THE DATA Start Marker

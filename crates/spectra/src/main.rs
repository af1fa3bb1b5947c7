//! # Spectra CLI
//!
//! The binary is intentionally thin: the CLI lives in `src/cli/`, while this file only
//! invokes `cli::run()` and handles process termination.
//!
//! ```text
//! ┌─────────────────────────────────────────────────────────────┐
//! │  CLI Layer (crates/spectra/src/cli/)                        │
//! │  - clap argument parsing (setup.rs)                         │
//! │  - Context wiring, dispatch, JSON output (commands.rs)      │
//! │  - tracing subscriber installation                          │
//! └─────────────────────────────────────────────────────────────┘
//!                              │
//!                              ▼
//! ┌─────────────────────────────────────────────────────────────┐
//! │  API Layer (crates/spectra-core/src/api.rs)                 │
//! └─────────────────────────────────────────────────────────────┘
//! ```
//!
//! Everything from `api.rs` inward is UI agnostic. This crate owns every user-facing
//! concern: argument parsing, context initialization, output and exit codes.

mod cli;

fn main() {
    if let Err(e) = cli::run() {
        eprintln!("Error: {:#}", e);
        std::process::exit(1);
    }
}
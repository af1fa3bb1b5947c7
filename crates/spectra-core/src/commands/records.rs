//! Record lifecycle.
//!
//! A record is always attached to exactly one hierarchy node; its campaign is taken
//! from that node and kept on the record row. Deleting a record removes its EAV
//! entries and every target/reference link it takes part in.

use chrono::Utc;
use rusqlite::{params, Connection};
use serde::{Deserialize, Serialize};
use tracing::debug;

use crate::commands::helpers::{
    execute_in, record_from_row, require_node, require_record, require_records, select_in,
    RECORD_COLUMNS,
};
use crate::error::{Result, StoreContext};
use crate::model::{format_timestamp, NewRecord, NodeId, Record, RecordId};
use crate::session::Session;

/// A bulk rewrite of one record column.
#[derive(Debug, Clone, Copy, PartialEq, Eq, Serialize, Deserialize)]
#[serde(tag = "field", content = "value", rename_all = "snake_case")]
pub enum RecordUpdate {
    /// Move the records under another node (and so possibly another campaign).
    Node(NodeId),
    Owner(Option<i64>),
    Calibration(Option<i64>),
}

pub fn insert_record(session: &mut Session, new: &NewRecord) -> Result<Record> {
    let visibility = &session.visibility;
    session.db.write("insert record", |tx| {
        let node = require_node(tx, visibility, new.node_id)?;
        tx.execute(
            "INSERT INTO record
                (node_id, campaign_id, owner_id, measurement_ref, calibration_id, created_at)
             VALUES (?, ?, ?, ?, ?, ?)",
            params![
                node.id,
                node.campaign_id,
                new.owner_id,
                new.measurement_ref,
                new.calibration_id,
                format_timestamp(&Utc::now())
            ],
        )
        .during("insert record")?;
        let id = RecordId(tx.last_insert_rowid());
        require_record(tx, visibility, id)
    })
}

pub fn get_record(session: &Session, id: RecordId) -> Result<Record> {
    session
        .db
        .read("get record", |conn| require_record(conn, &session.visibility, id))
}

/// Copy a record to `target` (or its own node). The copy gets a new id and creation
/// time; with `with_metadata` its EAV entries are copied too.
pub fn copy_record(
    session: &mut Session,
    id: RecordId,
    target: Option<NodeId>,
    with_metadata: bool,
) -> Result<Record> {
    let visibility = &session.visibility;
    let copy = session.db.write("copy record", |tx| {
        let source = require_record(tx, visibility, id)?;
        let node = require_node(tx, visibility, target.unwrap_or(source.node_id))?;
        tx.execute(
            "INSERT INTO record
                (node_id, campaign_id, owner_id, measurement_ref, calibration_id, created_at)
             VALUES (?, ?, ?, ?, ?, ?)",
            params![
                node.id,
                node.campaign_id,
                source.owner_id,
                source.measurement_ref,
                source.calibration_id,
                format_timestamp(&Utc::now())
            ],
        )
        .during("copy record")?;
        let copy = RecordId(tx.last_insert_rowid());

        if with_metadata {
            tx.execute(
                "INSERT INTO eav_value
                    (record_id, attribute_id, text_val, int_val, real_val, datetime_val,
                     taxonomy_id, binary_val, unit, value_key)
                 SELECT ?, attribute_id, text_val, int_val, real_val, datetime_val,
                        taxonomy_id, binary_val, unit, value_key
                 FROM eav_value WHERE record_id = ? ORDER BY eav_id",
                params![copy, source.id],
            )
            .during("copy record metadata")?;
        }
        debug!(source = %source.id, copy = %copy, with_metadata, "record copied");
        require_record(tx, visibility, copy)
    })?;
    Ok(copy)
}

/// Delete record rows together with their EAV entries and links. Callers check
/// visibility first.
pub(crate) fn delete_record_rows(conn: &Connection, ids: &[RecordId]) -> Result<usize> {
    if ids.is_empty() {
        return Ok(0);
    }
    execute_in(
        conn,
        "delete record metadata",
        "DELETE FROM eav_value WHERE record_id IN ({})",
        ids,
    )?;
    execute_in(
        conn,
        "delete record links",
        "DELETE FROM target_reference_link WHERE target_id IN ({})",
        ids,
    )?;
    execute_in(
        conn,
        "delete record links",
        "DELETE FROM target_reference_link WHERE reference_id IN ({})",
        ids,
    )?;
    execute_in(
        conn,
        "delete records",
        "DELETE FROM record WHERE record_id IN ({})",
        ids,
    )
}

/// Delete one record. `privileged` bypasses the session's visibility.
pub fn delete_record(session: &mut Session, id: RecordId, privileged: bool) -> Result<()> {
    let visibility = session.scope(privileged).clone();
    session.db.write("delete record", |tx| {
        require_record(tx, &visibility, id)?;
        delete_record_rows(tx, &[id])?;
        Ok(())
    })?;
    session.memo.forget_records(&[id]);
    debug!(record = %id, "record deleted");
    Ok(())
}

/// Rewrite one column on many records. Returns the number of records changed.
pub fn update_records_field(
    session: &mut Session,
    records: &[RecordId],
    update: RecordUpdate,
) -> Result<usize> {
    let visibility = &session.visibility;
    session.db.write("update records", |tx| {
        let records = require_records(tx, visibility, records)?;
        let mut changed = 0;
        for record in &records {
            let op = format!("update record {}", record);
            changed += match update {
                RecordUpdate::Node(node) => {
                    let node = require_node(tx, visibility, node)?;
                    tx.execute(
                        "UPDATE record SET node_id = ?, campaign_id = ? WHERE record_id = ?",
                        params![node.id, node.campaign_id, record],
                    )
                }
                RecordUpdate::Owner(owner) => tx.execute(
                    "UPDATE record SET owner_id = ? WHERE record_id = ?",
                    params![owner, record],
                ),
                RecordUpdate::Calibration(calibration) => tx.execute(
                    "UPDATE record SET calibration_id = ? WHERE record_id = ?",
                    params![calibration, record],
                ),
            }
            .during(&op)?;
        }
        Ok(changed)
    })
}

/// Calibration id per record, aligned with `records`. `0` where unset.
pub fn calibration_ids(session: &Session, records: &[RecordId]) -> Result<Vec<i64>> {
    session.db.read("get calibration ids", |conn| {
        let unique = require_records(conn, &session.visibility, records)?;
        let rows = select_in(
            conn,
            "get calibration ids",
            "SELECT record_id, calibration_id FROM record WHERE record_id IN ({})",
            &[],
            &unique,
            |row| Ok((row.get::<_, RecordId>(0)?, row.get::<_, Option<i64>>(1)?)),
        )?;
        let by_record: std::collections::HashMap<_, _> = rows.into_iter().collect();
        Ok(records
            .iter()
            .map(|id| by_record.get(id).copied().flatten().unwrap_or(0))
            .collect())
    })
}

/// Records directly under `node`, in id order.
pub(crate) fn records_of_node(conn: &Connection, node: NodeId) -> Result<Vec<Record>> {
    let mut stmt = conn
        .prepare(&format!(
            "SELECT {} FROM record WHERE node_id = ? ORDER BY record_id",
            RECORD_COLUMNS
        ))
        .during("list node records")?;
    let records = stmt
        .query_map([node], record_from_row)
        .during("list node records")?
        .collect::<rusqlite::Result<Vec<_>>>()
        .during("list node records")?;
    Ok(records)
}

THE DATA End Marker

* WHAT YOU WILL DO:
Of the records above, copy each line that includes "source".

* RESPONSE FOR THIS EXERCISE:
        let source = require_record(tx, visibility, id)?;
        let node = require_node(tx, visibility, target.unwrap_or(source.node_id))?;
                source.owner_id,
                source.measurement_ref,
                source.calibration_id,
                params![copy, source.id],
        debug!(source = %source.id, copy = %copy, with_metadata, "record copied");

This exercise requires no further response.